> [Your assignment] When a line in the data below includes "bool", pick it out and copy it.

> [Provided records]
--- START ---
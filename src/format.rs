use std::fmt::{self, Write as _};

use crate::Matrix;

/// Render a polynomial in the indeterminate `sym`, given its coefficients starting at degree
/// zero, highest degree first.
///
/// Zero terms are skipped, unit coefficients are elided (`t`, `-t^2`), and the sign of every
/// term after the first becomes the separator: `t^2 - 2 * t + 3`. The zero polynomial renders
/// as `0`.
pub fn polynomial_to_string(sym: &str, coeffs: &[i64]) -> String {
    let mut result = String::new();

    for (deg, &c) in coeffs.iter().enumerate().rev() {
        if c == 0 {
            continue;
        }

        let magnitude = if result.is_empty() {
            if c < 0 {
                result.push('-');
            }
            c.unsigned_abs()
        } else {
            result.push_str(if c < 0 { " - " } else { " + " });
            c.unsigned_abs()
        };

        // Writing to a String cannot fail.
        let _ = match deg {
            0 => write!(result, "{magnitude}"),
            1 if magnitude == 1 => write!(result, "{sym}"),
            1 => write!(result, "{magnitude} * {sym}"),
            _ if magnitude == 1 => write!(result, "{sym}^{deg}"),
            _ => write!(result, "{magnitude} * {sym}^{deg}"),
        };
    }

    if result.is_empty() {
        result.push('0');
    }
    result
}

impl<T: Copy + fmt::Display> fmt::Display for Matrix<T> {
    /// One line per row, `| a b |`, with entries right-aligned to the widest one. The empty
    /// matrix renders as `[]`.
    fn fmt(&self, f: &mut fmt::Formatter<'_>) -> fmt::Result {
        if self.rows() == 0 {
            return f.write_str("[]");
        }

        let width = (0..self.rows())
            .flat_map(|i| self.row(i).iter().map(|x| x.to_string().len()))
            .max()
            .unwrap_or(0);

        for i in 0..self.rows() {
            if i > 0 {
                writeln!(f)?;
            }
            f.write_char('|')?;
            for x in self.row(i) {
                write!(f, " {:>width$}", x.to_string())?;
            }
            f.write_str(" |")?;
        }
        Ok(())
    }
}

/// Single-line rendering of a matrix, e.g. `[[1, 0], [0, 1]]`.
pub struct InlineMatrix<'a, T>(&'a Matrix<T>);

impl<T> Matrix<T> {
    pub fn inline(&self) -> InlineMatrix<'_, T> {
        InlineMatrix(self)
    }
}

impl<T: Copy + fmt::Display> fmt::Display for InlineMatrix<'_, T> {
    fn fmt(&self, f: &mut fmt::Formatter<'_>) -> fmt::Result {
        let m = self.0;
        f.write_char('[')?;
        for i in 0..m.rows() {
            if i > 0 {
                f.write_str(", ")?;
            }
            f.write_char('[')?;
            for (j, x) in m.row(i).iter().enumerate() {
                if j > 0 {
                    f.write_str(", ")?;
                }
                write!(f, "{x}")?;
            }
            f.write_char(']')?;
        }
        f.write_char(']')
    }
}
--- END ---
--- START ---
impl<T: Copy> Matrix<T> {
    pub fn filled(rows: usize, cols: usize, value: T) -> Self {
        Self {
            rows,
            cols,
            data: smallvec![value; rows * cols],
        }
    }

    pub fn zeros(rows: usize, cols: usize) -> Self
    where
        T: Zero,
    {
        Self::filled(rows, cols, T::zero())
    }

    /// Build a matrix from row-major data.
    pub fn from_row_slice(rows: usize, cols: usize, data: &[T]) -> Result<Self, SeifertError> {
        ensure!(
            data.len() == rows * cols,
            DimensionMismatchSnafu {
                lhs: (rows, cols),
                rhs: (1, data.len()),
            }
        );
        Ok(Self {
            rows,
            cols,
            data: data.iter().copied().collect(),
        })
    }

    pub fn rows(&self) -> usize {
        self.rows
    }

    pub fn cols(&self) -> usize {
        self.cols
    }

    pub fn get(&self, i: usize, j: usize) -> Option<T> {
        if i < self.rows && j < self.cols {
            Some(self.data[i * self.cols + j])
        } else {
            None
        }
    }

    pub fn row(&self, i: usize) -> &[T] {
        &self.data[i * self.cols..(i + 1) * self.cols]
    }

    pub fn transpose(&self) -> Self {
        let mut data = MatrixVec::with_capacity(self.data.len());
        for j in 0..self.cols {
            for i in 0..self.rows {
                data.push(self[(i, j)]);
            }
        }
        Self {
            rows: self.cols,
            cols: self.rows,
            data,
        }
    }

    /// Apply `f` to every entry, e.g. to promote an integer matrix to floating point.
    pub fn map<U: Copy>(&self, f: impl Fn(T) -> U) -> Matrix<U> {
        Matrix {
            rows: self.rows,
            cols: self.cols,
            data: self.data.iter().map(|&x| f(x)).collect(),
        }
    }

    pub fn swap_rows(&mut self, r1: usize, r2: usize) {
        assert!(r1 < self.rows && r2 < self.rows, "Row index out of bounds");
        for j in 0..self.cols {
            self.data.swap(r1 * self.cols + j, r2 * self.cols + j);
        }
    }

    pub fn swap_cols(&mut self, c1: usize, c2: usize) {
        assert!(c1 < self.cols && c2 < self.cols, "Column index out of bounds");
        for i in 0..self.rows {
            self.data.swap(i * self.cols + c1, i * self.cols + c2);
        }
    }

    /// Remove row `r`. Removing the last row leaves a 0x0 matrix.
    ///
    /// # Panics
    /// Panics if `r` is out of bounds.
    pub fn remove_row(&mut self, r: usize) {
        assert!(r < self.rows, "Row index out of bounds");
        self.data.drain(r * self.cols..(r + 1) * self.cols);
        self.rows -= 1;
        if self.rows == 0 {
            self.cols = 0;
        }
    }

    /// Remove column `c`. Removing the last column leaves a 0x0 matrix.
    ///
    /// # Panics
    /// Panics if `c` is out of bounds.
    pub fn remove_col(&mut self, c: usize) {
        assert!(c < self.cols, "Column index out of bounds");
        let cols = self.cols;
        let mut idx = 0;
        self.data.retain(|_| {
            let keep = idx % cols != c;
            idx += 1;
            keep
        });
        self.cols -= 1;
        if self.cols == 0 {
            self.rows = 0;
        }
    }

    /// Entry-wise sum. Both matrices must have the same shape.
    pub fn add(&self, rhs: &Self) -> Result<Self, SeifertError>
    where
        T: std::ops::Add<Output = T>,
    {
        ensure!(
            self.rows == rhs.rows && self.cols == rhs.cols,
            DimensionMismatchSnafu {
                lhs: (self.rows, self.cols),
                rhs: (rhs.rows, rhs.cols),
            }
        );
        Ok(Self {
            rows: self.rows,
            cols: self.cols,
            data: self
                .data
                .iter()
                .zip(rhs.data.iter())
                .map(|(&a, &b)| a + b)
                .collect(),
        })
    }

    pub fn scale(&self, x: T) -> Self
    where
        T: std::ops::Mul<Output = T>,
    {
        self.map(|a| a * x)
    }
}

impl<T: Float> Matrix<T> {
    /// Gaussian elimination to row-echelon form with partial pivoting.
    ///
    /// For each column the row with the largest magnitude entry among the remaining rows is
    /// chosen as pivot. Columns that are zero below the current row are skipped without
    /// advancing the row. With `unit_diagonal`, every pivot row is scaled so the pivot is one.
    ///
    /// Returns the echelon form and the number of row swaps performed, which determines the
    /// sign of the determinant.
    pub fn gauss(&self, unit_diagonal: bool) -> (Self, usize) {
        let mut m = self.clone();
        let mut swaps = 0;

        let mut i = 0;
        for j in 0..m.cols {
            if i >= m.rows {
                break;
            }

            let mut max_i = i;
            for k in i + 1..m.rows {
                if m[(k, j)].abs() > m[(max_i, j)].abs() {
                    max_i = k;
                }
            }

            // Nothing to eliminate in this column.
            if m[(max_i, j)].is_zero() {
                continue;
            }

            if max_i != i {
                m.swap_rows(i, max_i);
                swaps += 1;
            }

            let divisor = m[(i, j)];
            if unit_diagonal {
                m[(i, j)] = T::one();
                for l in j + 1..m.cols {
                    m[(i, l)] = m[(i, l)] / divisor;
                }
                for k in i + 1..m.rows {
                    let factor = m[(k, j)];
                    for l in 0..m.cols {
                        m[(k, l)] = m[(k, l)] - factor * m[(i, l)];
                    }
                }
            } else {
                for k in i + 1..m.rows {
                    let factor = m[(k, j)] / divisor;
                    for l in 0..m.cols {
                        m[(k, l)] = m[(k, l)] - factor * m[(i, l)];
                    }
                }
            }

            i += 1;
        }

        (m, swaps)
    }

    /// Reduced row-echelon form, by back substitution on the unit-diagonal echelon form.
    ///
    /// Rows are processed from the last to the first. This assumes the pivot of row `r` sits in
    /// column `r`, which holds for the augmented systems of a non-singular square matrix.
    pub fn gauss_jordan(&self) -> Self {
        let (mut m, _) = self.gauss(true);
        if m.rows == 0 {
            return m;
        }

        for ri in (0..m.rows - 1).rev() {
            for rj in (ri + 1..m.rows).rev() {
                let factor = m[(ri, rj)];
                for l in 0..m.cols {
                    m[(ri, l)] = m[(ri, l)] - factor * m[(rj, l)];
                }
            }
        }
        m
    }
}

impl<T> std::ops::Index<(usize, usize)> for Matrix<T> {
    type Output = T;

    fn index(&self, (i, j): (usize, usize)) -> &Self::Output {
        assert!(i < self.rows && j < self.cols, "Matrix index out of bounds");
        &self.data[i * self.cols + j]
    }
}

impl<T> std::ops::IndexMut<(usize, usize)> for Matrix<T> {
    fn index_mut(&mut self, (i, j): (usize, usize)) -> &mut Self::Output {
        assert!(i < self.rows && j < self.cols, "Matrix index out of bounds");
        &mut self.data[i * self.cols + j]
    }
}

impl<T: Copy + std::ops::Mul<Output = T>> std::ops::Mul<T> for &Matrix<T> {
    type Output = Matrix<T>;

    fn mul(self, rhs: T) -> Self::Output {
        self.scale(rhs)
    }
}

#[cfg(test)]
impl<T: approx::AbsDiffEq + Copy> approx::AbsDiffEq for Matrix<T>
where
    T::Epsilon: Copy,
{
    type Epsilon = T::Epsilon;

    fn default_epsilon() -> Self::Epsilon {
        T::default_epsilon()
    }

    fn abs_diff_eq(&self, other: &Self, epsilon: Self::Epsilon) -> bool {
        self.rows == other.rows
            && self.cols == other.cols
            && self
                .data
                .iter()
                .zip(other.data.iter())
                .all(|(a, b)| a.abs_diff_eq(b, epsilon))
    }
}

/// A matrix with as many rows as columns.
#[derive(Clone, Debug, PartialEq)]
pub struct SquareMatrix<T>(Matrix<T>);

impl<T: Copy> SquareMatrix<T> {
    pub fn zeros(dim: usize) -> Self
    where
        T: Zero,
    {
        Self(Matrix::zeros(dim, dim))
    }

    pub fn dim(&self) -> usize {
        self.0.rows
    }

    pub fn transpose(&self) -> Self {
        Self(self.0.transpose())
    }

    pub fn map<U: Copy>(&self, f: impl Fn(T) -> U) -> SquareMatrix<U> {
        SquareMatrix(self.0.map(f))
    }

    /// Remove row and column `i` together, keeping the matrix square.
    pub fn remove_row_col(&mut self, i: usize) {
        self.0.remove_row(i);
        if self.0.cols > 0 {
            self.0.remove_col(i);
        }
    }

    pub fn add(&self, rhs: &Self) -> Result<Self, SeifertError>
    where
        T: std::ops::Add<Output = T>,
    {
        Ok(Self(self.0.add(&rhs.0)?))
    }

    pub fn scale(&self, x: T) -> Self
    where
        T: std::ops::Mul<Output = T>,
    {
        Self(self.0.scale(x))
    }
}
--- END ---
> [Exercise output]
    pub fn gauss(&self, unit_diagonal: bool) -> (Self, usize) {
    fn abs_diff_eq(&self, other: &Self, epsilon: Self::Epsilon) -> bool {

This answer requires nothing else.